I have read here that is good to teach the horse to canter...just so they don't panic if they do happen to break. Myself, I do not teach this to my horses, and never have...can't say I never will, but haven't felt the need for it so far.

As for CDEs, and cantering...I am not sure, but I don't _think_ cantering is allowed at the training level...anyone else know for sure...I don't have the rulebook.

I know several people who allow their horses and ponies to canter, and they have a hard time keeping the trot in the open driving and breed ring pleasure classes because theior horses prefer the canter. I have also seen more than one catch a hind leg over the traces, and shaves at the canter...I don't think of it as safe for someone who isn't a *very *experienced driver.


----------



## Celtic Hill Farm (Apr 12, 2009)

okay thanks, i was just wondering. But i could see what you are saying about the Trot thing. Because when we ride Saddleseat we don't allow the horses to Breake from the canter to the trot.
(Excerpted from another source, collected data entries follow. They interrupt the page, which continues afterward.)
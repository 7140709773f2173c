use serde::{Deserialize, Serialize};
use serde_json::Value;

/// Per-server stats with field-name variants folded together
#[derive(Debug, Clone, Default, PartialEq, Serialize, Deserialize)]
#[serde(rename_all = "camelCase")]
pub struct NormalizedStats {
    pub total_api_keys: u64,
    pub active_api_keys: u64,
    pub donated_api_keys: u64,
    pub total_allocations: u64,
    pub total_api_calls: u64,
    pub total_successful_requests: u64,
    pub average_response_time: f64,
    pub admin_keys_count: u64,
    pub donated_keys_count: u64,
}

/// Normalize a raw stats object
///
/// Each field takes the first alternate spelling with a non-zero numeric
/// value. Non-numbers and negatives count as zero.
pub fn normalize_stats(raw: &Value) -> NormalizedStats {
    NormalizedStats {
        total_api_keys: count(raw, &["totalApiKeys", "apiKeysCount", "totalKeys"]),
        active_api_keys: count(raw, &["activeApiKeys", "activeKeys"]),
        donated_api_keys: count(raw, &["donatedApiKeys", "donatedKeys"]),
        total_allocations: count(raw, &["totalAllocations", "allocations", "userAllocations"]),
        total_api_calls: count(raw, &["totalApiCalls", "apiCalls", "requests"]),
        total_successful_requests: count(
            raw,
            &["totalSuccessfulRequests", "successfulRequests", "successfulCalls"],
        ),
        average_response_time: number(raw, &["averageResponseTime", "avgResponseTime", "responseTime"]),
        admin_keys_count: count(raw, &["adminKeysCount", "adminKeys"]),
        donated_keys_count: count(raw, &["donatedKeysCount", "donatedKeys"]),
    }
}

fn number(raw: &Value, names: &[&str]) -> f64 {
    names
        .iter()
        .filter_map(|name| raw.get(*name))
        .filter_map(as_number)
        .find(|v| *v > 0.0)
        .unwrap_or(0.0)
}

fn count(raw: &Value, names: &[&str]) -> u64 {
    number(raw, names).round() as u64
}

// Some servers send counts as strings
fn as_number(value: &Value) -> Option<f64> {
    match value {
        Value::Number(n) => n.as_f64().filter(|v| v.is_finite()),
        Value::String(s) => s.trim().parse::<f64>().ok().filter(|v| v.is_finite()),
        _ => None,
    }
}
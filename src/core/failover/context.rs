//! Shared failover state
//!
//! One `FailoverContext` is owned by the client and shared (via `Arc`) by the
//! selector, the operation runner, the key service and the admin layer. It
//! holds the sticky server and the quarantine set behind short-lived locks;
//! no lock is ever held across an await point.

use crate::core::failover::quarantine::QuarantineSet;
use crate::core::failover::registry::ServerRegistry;
use crate::core::network::clock::ClockTrait;
use crate::core::network::debug_logger::get_debug_logger;
use crate::core::network::storage::LocalStore;
use std::sync::{Arc, Mutex, MutexGuard};

pub struct FailoverContext {
    registry: ServerRegistry,
    store: Arc<LocalStore>,
    clock: Arc<dyn ClockTrait>,
    sticky: Mutex<Option<String>>,
    quarantine: Mutex<QuarantineSet>,
}

impl FailoverContext {
    /// Build the context and restore the sticky server from storage
    ///
    /// A persisted sticky that is no longer a configured candidate is ignored.
    pub async fn new(
        registry: ServerRegistry,
        store: Arc<LocalStore>,
        clock: Arc<dyn ClockTrait>,
        quarantine_reset_secs: u64,
    ) -> Self {
        let window_ms = (quarantine_reset_secs as i64).saturating_mul(1000);
        let quarantine = QuarantineSet::new(clock.now_millis(), window_ms);

        let persisted = store.load().await.working_server_url;
        let sticky = persisted.filter(|url| registry.contains(url));

        Self {
            registry,
            store,
            clock,
            sticky: Mutex::new(sticky),
            quarantine: Mutex::new(quarantine),
        }
    }

    pub fn registry(&self) -> &ServerRegistry {
        &self.registry
    }

    pub fn store(&self) -> &Arc<LocalStore> {
        &self.store
    }

    pub fn clock(&self) -> &Arc<dyn ClockTrait> {
        &self.clock
    }

    fn sticky_guard(&self) -> MutexGuard<'_, Option<String>> {
        self.sticky.lock().unwrap_or_else(|p| p.into_inner())
    }

    fn quarantine_guard(&self) -> MutexGuard<'_, QuarantineSet> {
        self.quarantine.lock().unwrap_or_else(|p| p.into_inner())
    }

    // ---- sticky server ----

    pub fn sticky(&self) -> Option<String> {
        self.sticky_guard().clone()
    }

    /// Set the sticky server in memory and mirror it to storage
    pub async fn set_sticky(&self, base_url: &str) {
        let changed = {
            let mut guard = self.sticky_guard();
            let changed = guard.as_deref() != Some(base_url);
            *guard = Some(base_url.to_string());
            changed
        };
        if changed {
            get_debug_logger().sticky_changed(Some(base_url));
        }
        self.persist_sticky(Some(base_url.to_string())).await;
    }

    pub async fn clear_sticky(&self) {
        let previous = self.sticky_guard().take();
        if previous.is_some() {
            get_debug_logger().sticky_changed(None);
        }
        self.persist_sticky(None).await;
    }

    /// Clear the sticky server only if it currently points at `base_url`
    pub async fn clear_sticky_if(&self, base_url: &str) -> bool {
        let cleared = {
            let mut guard = self.sticky_guard();
            if guard.as_deref() == Some(base_url) {
                *guard = None;
                true
            } else {
                false
            }
        };
        if cleared {
            get_debug_logger().sticky_changed(None);
            self.persist_sticky(None).await;
        }
        cleared
    }

    async fn persist_sticky(&self, value: Option<String>) {
        // The in-memory sticky stays authoritative if the mirror write fails
        if let Err(e) = self.store.update(|state| state.working_server_url = value).await {
            get_debug_logger().error_sync(
                "FailoverContext",
                "sticky_persist_failed",
                &e.to_string(),
            );
        }
    }

    // ---- quarantine ----

    /// Quarantine `base_url`; returns true if it was newly added
    pub fn quarantine(&self, base_url: &str) -> bool {
        let (added, count) = {
            let mut guard = self.quarantine_guard();
            let added = guard.insert(base_url);
            (added, guard.len())
        };
        if added {
            get_debug_logger().server_quarantined(base_url, count, self.registry.len());
        }
        added
    }

    pub fn is_quarantined(&self, base_url: &str) -> bool {
        self.quarantine_guard().contains(base_url)
    }

    /// Quarantined candidates in configuration order
    pub fn quarantined(&self) -> Vec<String> {
        self.quarantine_guard()
            .members_in_order(self.registry.list_candidates())
    }

    /// Non-quarantined candidates, applying the time-based reset first
    pub fn available_servers(&self) -> Vec<String> {
        let now = self.clock.now_millis();
        let (expired, pool) = {
            let mut guard = self.quarantine_guard();
            let expired = guard.reset_if_expired(now);
            (expired, guard.pool(self.registry.list_candidates()))
        };
        if let Some(cleared) = expired {
            get_debug_logger().quarantine_reset("window_elapsed", cleared);
        }
        pool
    }

    /// Clear the whole quarantine set; returns how many servers were released
    pub fn reset_quarantine(&self, reason: &str) -> usize {
        let now = self.clock.now_millis();
        let cleared = self.quarantine_guard().clear(now);
        get_debug_logger().quarantine_reset(reason, cleared);
        cleared
    }

    // ---- bookkeeping ----

    /// A server just served an operation: make it sticky and record last-used
    pub async fn record_success(&self, base_url: &str) {
        {
            let mut guard = self.sticky_guard();
            if guard.as_deref() != Some(base_url) {
                *guard = Some(base_url.to_string());
                get_debug_logger().sticky_changed(Some(base_url));
            }
        }

        let now = self.clock.now_millis();
        let index = self.registry.index_of(base_url);
        let url = base_url.to_string();
        let result = self
            .store
            .update(move |state| {
                state.working_server_url = Some(url.clone());
                state.last_used_server = Some(url);
                state.last_used_server_index = index;
                state.last_server_use_time = Some(now);
            })
            .await;
        if let Err(e) = result {
            get_debug_logger().error_sync("FailoverContext", "bookkeeping_failed", &e.to_string());
        }
    }

    /// Forget the sticky server and release every quarantined server
    pub async fn reset(&self) {
        self.reset_quarantine("manual_reset");
        self.clear_sticky().await;
    }
}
Because we want the most extended trot we can get and we can't push them out more if they would break into the canter...sooo, i see where you coming from.


----------



## White Socks Miniature (Apr 12, 2009)

I have let my mare canter in the cart. I think it is good for them to know that they can and the cart isnt something spooky behind them! I did alot of ground training and in cart training though first and she obeyed hand and voice signals very well first. Like in riding or even working around horses, they must respect, listen and trust you before you throw something new at them, especially if they are green! Otherwise a bad experience can lead to issues in the future.


----------



## Miniv (Apr 13, 2009)

Just know that it is not allowed in driving classes at the registry sanctioned shows. We personally have never taught our driving horses about cantering in harness because of that. But we have also never done any CDE's.


----------



## susanne (Apr 13, 2009)

Heike Bean stresses the importance of teaching the driving horse to canter a) so he isn't frightened by the increased cart noise, b) so he doesn't think he's in trouble, and c) so he knows to slow back down on command.

With Mingus, we first had an absolute whoa and consistent up and down transitions from walk to trot and back to walk. We had already worked on various speeds of trot while on the longe line, so he was solid there. With canter, it was/is only allowed on my command. We then worked on slowing from canter to trot, then canter to walk.

This is somewhat like teaching a dog to speak so that you can then teach him not to bark -- it may sound a bit contradictory, but it works.

I've only taught one driving horse, but this has worked very well with Mingus. We'll see how Flash and Scarlet do when it's their turn...


----------



## Jill (Apr 13, 2009)

It partly depends on what you plan to do or plan to emulate.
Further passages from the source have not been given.